= Game of Skate =

Skateboarding tricks game

SKATE, also known as the Game of Skate, is a skateboarding game where skaters attempt to perform each other's tricks in succession until all but one player is eliminated. It uses rules based upon the H.O.R.S.E. game played by basketball players. SKATE was first played in the 1970s by vertical skateboarders Lance Mountain, Neil Blender and John Lucero, and was then adopted by street skaters in the 1980s. In January, 2003 Eric Koston's éS Game of SKATE a professional invitational event, was held, and was the first tournament-style, head-to-head format event of its kind. Not long after, K5 Boardshop was the first organized amateur tournament for SKATE. The éS Game of SKATE tournament expanded globally in 2004 and has both professional and amateur divisions.

==Rules==
One player sets a trick by doing a particular skateboarding trick of their choice. If the trick is not landed, or the board did not fully rotate, another player attempts to set a trick. Once a trick has been set (landed exactly), if the offensive player lands a trick in a line, the other player cannot do another trick within the line, the other player(s) must respond by doing the same trick in their first try. If they make it the game continues; If every one gets the trick the player who set it gets a point. If they miss it, they get a letter, starting with S, and so on, until they have missed five tricks, spelling SKATE, and they are out or the game is over. No trick may be set more than once in the same game and a skater defending on their last letter may receive two attempts at that trick. If the player lands the trick they have gained the lead and set the trick.

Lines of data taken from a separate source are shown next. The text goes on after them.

//! The trained codebook: frequent words mapped to symbolic tokens.

use std::collections::BTreeMap;
use std::path::Path;

use ahash::AHashMap;

use crate::error::{EmlangError, Result};
use crate::glyphs::is_symbol_token;
use crate::serialization::{codebook_json, save_codebook};
use crate::tokenizer::tokenize;

/// One symbolized word.
#[derive(Debug, Clone, PartialEq, Eq)]
pub struct CodebookEntry {
    /// Lowercased word.
    pub word: String,
    /// Assigned symbolic token.
    pub token: String,
    /// Corpus frequency recorded at training time (0 when unknown).
    pub frequency: usize,
}

/// Immutable mapping between words and symbolic tokens.
///
/// The reverse lookup is derived at construction and never stored on its own, so a codebook
/// can be shared across threads and used by any number of concurrent encode/decode calls.
#[must_use]
#[derive(Debug, Clone)]
pub struct Codebook {
    vocab_size: usize,
    seed: u64,
    entries: Vec<CodebookEntry>,
    by_word: AHashMap<String, usize>,
    by_token: AHashMap<String, usize>,
}

impl Codebook {
    /// Builds a codebook from entries in rank order, checking every codebook invariant.
    ///
    /// Fails with [`EmlangError::CorruptCodebook`] when a word is not a single normalized word,
    /// a token is not a symbolic token, or the word/token mapping is not a bijection.
    pub fn from_entries(vocab_size: usize, seed: u64, entries: Vec<CodebookEntry>) -> Result<Self> {
        if entries.len() > vocab_size {
            return Err(EmlangError::corrupt(format!(
                "{} entries exceed vocabulary_size {vocab_size}",
                entries.len()
            )));
        }
        let mut by_word = AHashMap::with_capacity(entries.len());
        let mut by_token = AHashMap::with_capacity(entries.len());
        for (idx, entry) in entries.iter().enumerate() {
            if !is_normalized_word(&entry.word) {
                return Err(EmlangError::corrupt(format!(
                    "`{}` is not a lowercased single word",
                    entry.word
                )));
            }
            if !is_symbol_token(&entry.token) {
                return Err(EmlangError::corrupt(format!(
                    "`{}` (for `{}`) is not a symbolic token",
                    entry.token, entry.word
                )));
            }
            if by_word.insert(entry.word.clone(), idx).is_some() {
                return Err(EmlangError::corrupt(format!(
                    "word `{}` appears twice",
                    entry.word
                )));
            }
            if let Some(previous) = by_token.insert(entry.token.clone(), idx) {
                return Err(EmlangError::corrupt(format!(
                    "token `{}` is shared by `{}` and `{}`",
                    entry.token, entries[previous].word, entry.word
                )));
            }
        }
        Ok(Self {
            vocab_size,
            seed,
            entries,
            by_word,
            by_token,
        })
    }

    /// Target number of symbolized words requested at training time.
    #[must_use]
    pub fn vocab_size(&self) -> usize {
        self.vocab_size
    }

    /// Seed used for symbol assignment.
    #[must_use]
    pub fn seed(&self) -> u64 {
        self.seed
    }

    /// Entries in rank order (frequency descending, then word ascending).
    #[must_use]
    pub fn entries(&self) -> &[CodebookEntry] {
        &self.entries
    }

    /// Number of symbolized words.
    #[must_use]
    pub fn len(&self) -> usize {
        self.entries.len()
    }

    /// Returns `true` when no word is symbolized.
    #[must_use]
    pub fn is_empty(&self) -> bool {
        self.entries.is_empty()
    }

    /// Symbolic token for a lowercased word.
    #[must_use]
    pub fn token_for(&self, word: &str) -> Option<&str> {
        self.by_word
            .get(word)
            .map(|&idx| self.entries[idx].token.as_str())
    }

    /// Lowercased word for a symbolic token (the reverse map).
    #[must_use]
    pub fn word_for(&self, token: &str) -> Option<&str> {
        self.by_token
            .get(token)
            .map(|&idx| self.entries[idx].word.as_str())
    }

    /// Word → token mapping in sorted word order.
    #[must_use]
    pub fn token_map(&self) -> BTreeMap<&str, &str> {
        self.entries
            .iter()
            .map(|entry| (entry.word.as_str(), entry.token.as_str()))
            .collect()
    }

    /// Token → word mapping in sorted token order.
    #[must_use]
    pub fn reverse_map(&self) -> BTreeMap<&str, &str> {
        self.entries
            .iter()
            .map(|entry| (entry.token.as_str(), entry.word.as_str()))
            .collect()
    }

    /// Serialises the codebook to disk as JSON.
    pub fn save<P: AsRef<Path>>(&self, path: P, pretty: bool) -> Result<()> {
        save_codebook(self, path, pretty)
    }

    /// Serialises the codebook to a JSON string.
    pub fn to_json(&self, pretty: bool) -> Result<String> {
        codebook_json(self, pretty)
    }
}

impl PartialEq for Codebook {
    fn eq(&self, other: &Self) -> bool {
        self.vocab_size == other.vocab_size
            && self.seed == other.seed
            && self.entries == other.entries
    }
}

impl Eq for Codebook {}

fn is_normalized_word(word: &str) -> bool {
    let tokens = tokenize(word);
    matches!(tokens.as_slice(), [token] if token.is_word() && token.normalized() == word)
}

#[cfg(test)]
mod tests {
    use super::*;

    fn entry(word: &str, token: &str, frequency: usize) -> CodebookEntry {
        CodebookEntry {
            word: word.into(),
            token: token.into(),
            frequency,
        }
    }

    #[test]
    fn lookups_are_bijective() {
        let codebook = Codebook::from_entries(
            4,
            9,
            vec![entry("the", "Δ3", 5), entry("cat", "β⊕12", 2)],
        )
        .expect("valid codebook");
        for entry in codebook.entries() {
            let token = codebook.token_for(&entry.word).expect("word present");
            assert_eq!(codebook.word_for(token), Some(entry.word.as_str()));
        }
        assert_eq!(codebook.token_for("dog"), None);
        assert_eq!(codebook.word_for("Ω99"), None);
        assert_eq!(codebook.reverse_map().len(), codebook.token_map().len());
    }

    #[test]
    fn duplicate_tokens_are_rejected() {
        let err = Codebook::from_entries(4, 0, vec![entry("a", "Δ1", 1), entry("b", "Δ1", 1)])
            .expect_err("shared token");
        assert!(matches!(err, EmlangError::CorruptCodebook(msg) if msg.contains("shared")));
    }

    #[test]
    fn malformed_entries_are_rejected() {
        assert!(Codebook::from_entries(4, 0, vec![entry("The", "Δ1", 1)]).is_err());
        assert!(Codebook::from_entries(4, 0, vec![entry("two words", "Δ1", 1)]).is_err());
        assert!(Codebook::from_entries(4, 0, vec![entry("the", "::", 1)]).is_err());
        assert!(Codebook::from_entries(1, 0, vec![entry("a", "Δ1", 1), entry("b", "Δ2", 1)])
            .is_err());
    }
}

The last man standing is declared the winner and if they themselves did not receive a letter, then they are said to have "blanked, or "skunk'd" their opponent. When "Skater B" does not have the opportunity to set a single trick and does not match a single trick, "Skater A" is said to have committed a "Perfect Whitewash".

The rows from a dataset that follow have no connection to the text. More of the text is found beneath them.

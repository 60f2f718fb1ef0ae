//! Codebook construction: word frequencies and deterministic symbol assignment.

use std::fmt;
use std::path::Path;
use std::time::Instant;

use log::{debug, info};
use rand::{Rng, SeedableRng};
use rand_chacha::ChaCha8Rng;
use rayon::prelude::*;
use rustc_hash::FxHashMap;

use crate::codebook::{Codebook, CodebookEntry};
use crate::config::{IngestConfig, TrainerBuilder, TrainerConfig};
use crate::corpus::load_text_corpus;
use crate::error::Result;
use crate::glyphs::{GREEK_LOWER, GREEK_UPPER, OPERATORS};
use crate::metrics::{sample_rss_kb, TrainingMetrics};
use crate::tokenizer::words;

/// Width of the numeric suffix interval reserved for each rank.
const SUFFIX_SPREAD: u32 = 10;

/// High-level façade configuring and executing codebook training.
#[derive(Debug, Clone)]
pub struct Trainer {
    cfg: TrainerConfig,
}

/// Artifacts returned after a training session completes.
#[must_use]
#[derive(Debug, Clone)]
pub struct TrainerArtifacts {
    /// Trained codebook.
    pub codebook: Codebook,
    /// Metrics captured during training.
    pub metrics: TrainingMetrics,
}

/// Trains a codebook from a single corpus string.
///
/// The same `(corpus_text, vocab_size, seed)` always yields an identical codebook.
pub fn train(corpus_text: &str, vocab_size: usize, seed: u64) -> Result<Codebook> {
    let cfg = TrainerConfig::builder()
        .vocab_size(vocab_size)
        .seed(seed)
        .show_progress(false)
        .build()?;
    Ok(Trainer::new(cfg).train_from_text(corpus_text)?.codebook)
}

impl Trainer {
    /// Creates a new trainer for the supplied configuration.
    #[must_use]
    pub fn new(cfg: TrainerConfig) -> Self {
        Self { cfg }
    }

    /// Returns a [`TrainerBuilder`] with default settings.
    #[must_use]
    pub fn builder() -> TrainerBuilder {
        TrainerConfig::builder()
    }

    /// Returns an immutable reference to the underlying configuration.
    #[must_use]
    pub fn config(&self) -> &TrainerConfig {
        &self.cfg
    }

    /// Trains by loading text files from disk according to [`IngestConfig`].
    pub fn train_from_paths<P: AsRef<Path>>(
        &self,
        inputs: &[P],
        ingest: &IngestConfig,
    ) -> Result<TrainerArtifacts> {
        let documents = load_text_corpus(inputs, ingest)?;
        self.train_from_documents(&documents)
    }

    /// Trains from one in-memory corpus string.
    pub fn train_from_text(&self, corpus_text: &str) -> Result<TrainerArtifacts> {
        self.train_from_documents(&[corpus_text])
    }

    /// Trains from in-memory documents. Frequencies are summed across documents.
    pub fn train_from_documents<S>(&self, documents: &[S]) -> Result<TrainerArtifacts>
    where
        S: AsRef<str> + Sync,
    {
        self.cfg.validate()?;
        let start = Instant::now();

        let frequencies = count_words(documents);
        let total_words: usize = frequencies.values().sum();
        let distinct_words = frequencies.len();
        debug!(
            "counted {total_words} words ({distinct_words} distinct) in {} documents",
            documents.len()
        );

        let ranked = rank_words(frequencies, self.cfg.min_frequency, self.cfg.vocab_size);
        let tokens = assign_tokens(ranked.len(), self.cfg.seed);
        let covered_words = ranked.iter().map(|(_, freq)| freq).sum();
        let entries = ranked
            .into_iter()
            .zip(tokens)
            .map(|((word, frequency), token)| CodebookEntry {
                word,
                token,
                frequency,
            })
            .collect::<Vec<_>>();
        let assigned = entries.len();
        let codebook = Codebook::from_entries(self.cfg.vocab_size, self.cfg.seed, entries)?;

        let metrics = TrainingMetrics {
            documents: documents.len(),
            total_words,
            distinct_words,
            assigned,
            covered_words,
            total_duration: start.elapsed(),
            rss_kb: sample_rss_kb(),
        };

        if self.cfg.show_progress {
            info!(
                "symbolized {} of {} distinct words (requested {}), coverage {:.1}% in {:.2?}",
                assigned,
                distinct_words,
                self.cfg.vocab_size,
                metrics.coverage() * 100.0,
                metrics.total_duration
            );
        }

        Ok(TrainerArtifacts { codebook, metrics })
    }
}

fn count_words<S>(documents: &[S]) -> FxHashMap<String, usize>
where
    S: AsRef<str> + Sync,
{
    documents
        .par_iter()
        .map(|document| {
            let mut local = FxHashMap::default();
            for word in words(document.as_ref()) {
                *local.entry(word).or_insert(0) += 1;
            }
            local
        })
        .reduce(FxHashMap::default, |mut acc, local| {
            for (word, count) in local {
                *acc.entry(word).or_insert(0) += count;
            }
            acc
        })
}

/// Orders words by frequency descending then word ascending, a total order independent of
/// hash iteration order, and keeps the top `limit` at or above `min_frequency`.
fn rank_words(
    frequencies: FxHashMap<String, usize>,
    min_frequency: usize,
    limit: usize,
) -> Vec<(String, usize)> {
    let mut ranked: Vec<(String, usize)> = frequencies
        .into_iter()
        .filter(|(_, freq)| *freq >= min_frequency)
        .collect();
    ranked.sort_unstable_by(|a, b| b.1.cmp(&a.1).then_with(|| a.0.cmp(&b.0)));
    ranked.truncate(limit);
    ranked
}

/// Draws `count` symbolic tokens from a generator seeded with `seed`.
///
/// The suffix of rank `r` lies in `[r * 10, r * 10 + 10)`, so tokens never collide even when
/// heads and middles repeat.
pub(crate) fn assign_tokens(count: usize, seed: u64) -> Vec<String> {
    let mut rng = ChaCha8Rng::seed_from_u64(seed);
    (0..count)
        .map(|rank| symbol_for_rank(rank, &mut rng))
        .collect()
}

fn symbol_for_rank<R: Rng + ?Sized>(rank: usize, rng: &mut R) -> String {
    let heads = (GREEK_UPPER.len() + GREEK_LOWER.len()) as u32;
    let head_idx = rng.gen_range(0..heads) as usize;
    let head = GREEK_UPPER
        .get(head_idx)
        .copied()
        .unwrap_or_else(|| GREEK_LOWER[head_idx - GREEK_UPPER.len()]);
    let middle = match rng.gen_range(0..3u32) {
        0 => None,
        1 => Some(OPERATORS[rng.gen_range(0..OPERATORS.len() as u32) as usize]),
        _ => Some(GREEK_LOWER[rng.gen_range(0..GREEK_LOWER.len() as u32) as usize]),
    };
    let suffix = rank as u64 * u64::from(SUFFIX_SPREAD) + u64::from(rng.gen_range(0..SUFFIX_SPREAD));

    let mut token = String::with_capacity(12);
    token.push(head);
    if let Some(middle) = middle {
        token.push(middle);
    }
    token.push_str(&suffix.to_string());
    token
}

impl fmt::Display for TrainerArtifacts {
    fn fmt(&self, f: &mut fmt::Formatter<'_>) -> fmt::Result {
        writeln!(
            f,
            "Codebook with {} of {} requested entries",
            self.codebook.len(),
            self.codebook.vocab_size()
        )?;
        writeln!(f, "Coverage: {:.1}%", self.metrics.coverage() * 100.0)?;
        writeln!(f, "Total duration: {:?}", self.metrics.total_duration)?;
        Ok(())
    }
}
//! Reversible "emergent-looking" text codec: library and CLI.
//!
//! The crate trains a [`Codebook`] that maps the most frequent words of a corpus to symbolic
//! tokens such as `β⊕3` or `Ωδ14`, encodes plain text into a stream of those tokens,
//! checksummed fallback blocks and cosmetic structure markers, and decodes the stream back.
//! Typical usage trains once, persists the codebook as JSON, and shares it between encoder and
//! decoder.
//!
//! ```no_run
//! use emlang::{decode, encode, load_codebook, IngestConfig, Trainer, TrainerConfig};
//!
//! # fn main() -> emlang::Result<()> {
//! let trainer_cfg = TrainerConfig::builder()
//!     .vocab_size(500)
//!     .seed(42)
//!     .show_progress(false)
//!     .build()?;
//! let trainer = Trainer::new(trainer_cfg);
//! let artifacts = trainer.train_from_paths(&["/path/to/corpus"], &IngestConfig::default())?;
//! artifacts.codebook.save("codebook.json", true)?;
//!
//! let codebook = load_codebook("codebook.json")?;
//! let emergent = encode("The cat sat on the mat.", &codebook, 0.2, 42)?;
//! assert_eq!(decode(&emergent, &codebook), "The cat sat on the mat.");
//! # Ok(())
//! # }
//! ```
//!
//! The `emlang` CLI is enabled by default through the `cli` feature.  Library-only users can
//! disable default features to avoid the CLI dependencies:
//! `emlang = { version = "...", default-features = false }`.

#![forbid(unsafe_code)]
#![warn(
    missing_docs,
    clippy::all,
    rust_2018_idioms,
    future_incompatible,
    unused_lifetimes,
    unreachable_pub
)]
#![allow(
    clippy::module_name_repetitions,
    clippy::missing_panics_doc,
    clippy::missing_errors_doc,
    clippy::doc_markdown,
    clippy::multiple_crate_versions
)]

pub mod codebook;
pub mod config;
pub mod corpus;
pub mod decoder;
pub mod encoder;
pub mod error;
pub mod fallback;
pub mod glyphs;
pub mod metrics;
pub mod serialization;
pub mod text;
pub mod tokenizer;
pub mod trainer;

pub use codebook::{Codebook, CodebookEntry};
pub use config::{EncoderConfig, IngestBuilder, IngestConfig, TrainerBuilder, TrainerConfig};
pub use corpus::load_text_corpus;
pub use decoder::{decode, decode_with_report};
pub use encoder::{encode, encode_with_stats, Encoder};
pub use error::{EmlangError, Result};
pub use metrics::{DecodeIssue, DecodeReport, EncodeStats, TrainingMetrics};
pub use serialization::{codebook_from_json, codebook_json, load_codebook, save_codebook};
pub use text::{decode_bytes, TextEncoding};
pub use trainer::{train, Trainer, TrainerArtifacts};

==Rules in Battle at the Berrics==
Battle at the Berrics has a slightly altered version of the Game of SKATE rules used during battles held at the Berrics in Los Angeles, CA. As of Battle at the Berrics 13, their rules are: Flat ground only, but, that does not mean everything on flat ground counts. No feet on the ground. That means no No Complys, no Handplants, no Bonelesses, no grabs, and no "Malto manual shit". No doing tricks that slide on the ground if your opponent popped their trick. If your opponent wraps their Impossible, you too must wrap your Impossible. Each skater gets one challenge flag. Last letter gets two tries. Offensive toe drag gets one do over. Defensive toe drag has a bigger margin of error, but will ultimately be decided by the referee.

==Team S.K.A.T.E.==
"Team S.K.A.T.E", also called "Legion of Doom" is when there is one team of skateboarders competing against another team of skateboarders. One person from one team will set a trick. After that team fails to perform one of their tricks, the opposing team sets a trick. Once someone on Team A has set, when it is Team A's turn again a different person must set. Additionally, instead of individual people receiving letters, the team as a whole receives a letter.

==GOS from Skate Tricks.==
In 2018, the Skate Tricks app adds the GOS game mode, the acronym for Game Of Skate. All you have to do is choose a number of players (from two), and then enter the first names of each skater. Once it's done, the app draws up a table with the names of each skateboarder, and the letters assigned to them. At the top, you can enter the current trick. If a player does not perform his trick correctly, it is possible to ask him to do it again with the whistle button.